McQuaid was asked on Wednesday whether he was disappointed by the political pressure.
It's gone on for far too long and we'd like to reach that final point
Tour de France director Christian Prudhomme
He replied: "Yes, it's unwarranted. It doesn't help the image of Spain either.
"It shows they're biased towards supporting their own regardless of what the facts of the case might be."
Tour de France director Christian Prudhomme is keen for the matter to be definitely resolved as soon as possible.
"It's gone on for far too long and we'd like to reach that final point," Prudhomme commented.
"Nobody can say if this is the end of the story or not. I'm very glad, though, that the UCI and WADA are working together on this case."
Contador's lawyer Andy Ramos said he did not believe there were any grounds to appeal.
"Justice has been done," Ramos stated. "The UCI will study the decision and for our part there is nothing to appeal. We hope the UCI don't appeal."
A "very small concentration" of clenbuterol, a muscle-building and fat-burning drug, was found in Contador's urine sample on 21 July 2010, by an accredited laboratory in Germany.
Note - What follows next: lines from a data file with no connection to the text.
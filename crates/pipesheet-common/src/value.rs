use std::fmt::{self, Display};

#[cfg(feature = "serde")]
use serde::{Deserialize, Serialize};

/// A runtime value produced by evaluating a cell.
///
/// `Multi` is a realized list (e.g. the result of `split`); `Spread` is the
/// same payload re-tagged by `spread(..)` so that function-call argument
/// evaluation splices it into the surrounding argument list.
#[cfg_attr(feature = "serde", derive(Serialize, Deserialize))]
#[derive(Debug, Clone, PartialEq)]
pub enum Value {
    Int(i64),
    Float(f64),
    Text(String),
    Bool(bool),
    Multi(Vec<Value>),
    Spread(Vec<Value>),
}

impl Value {
    /// Short type tag used in error messages.
    pub fn type_name(&self) -> &'static str {
        match self {
            Value::Int(_) => "int",
            Value::Float(_) => "float",
            Value::Text(_) => "string",
            Value::Bool(_) => "bool",
            Value::Multi(_) => "multi",
            Value::Spread(_) => "spread",
        }
    }

    pub fn is_numeric(&self) -> bool {
        matches!(self, Value::Int(_) | Value::Float(_))
    }

    /// Canonical text rendering. Same as `Display`; handy where a `String`
    /// is needed outright (`text`, `concat`, string concatenation).
    pub fn render(&self) -> String {
        self.to_string()
    }
}

impl Default for Value {
    /// The value of an empty cell.
    fn default() -> Self {
        Value::Text(String::new())
    }
}

fn write_list(f: &mut fmt::Formatter<'_>, items: &[Value]) -> fmt::Result {
    f.write_str("[")?;
    for (i, item) in items.iter().enumerate() {
        if i > 0 {
            f.write_str(", ")?;
        }
        write!(f, "{item}")?;
    }
    f.write_str("]")
}

impl Display for Value {
    fn fmt(&self, f: &mut fmt::Formatter<'_>) -> fmt::Result {
        match self {
            Value::Int(i) => write!(f, "{i}"),
            // Floats always render with exactly 3 decimal digits.
            Value::Float(n) => write!(f, "{n:.3}"),
            Value::Text(s) => f.write_str(s),
            Value::Bool(b) => write!(f, "{b}"),
            Value::Multi(items) | Value::Spread(items) => write_list(f, items),
        }
    }
}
The amount was 40 times less than the 50 picograms which the anti-doping laboratories accredited by Wada must be able to detect.
Contador said he ate meat contaminated with the substance during one of the Tour's rest days.
The Spaniard, the yellow jersey winner in Paris, first in 2007 and then in 2009, could have been be stripped of the 2010 Tour title. The only previous Tour winner to suffer that fate was American Floyd Landis in 2006.
Contador won last year's Tour de France by 39 seconds from Luxembourg's Andy Schleck.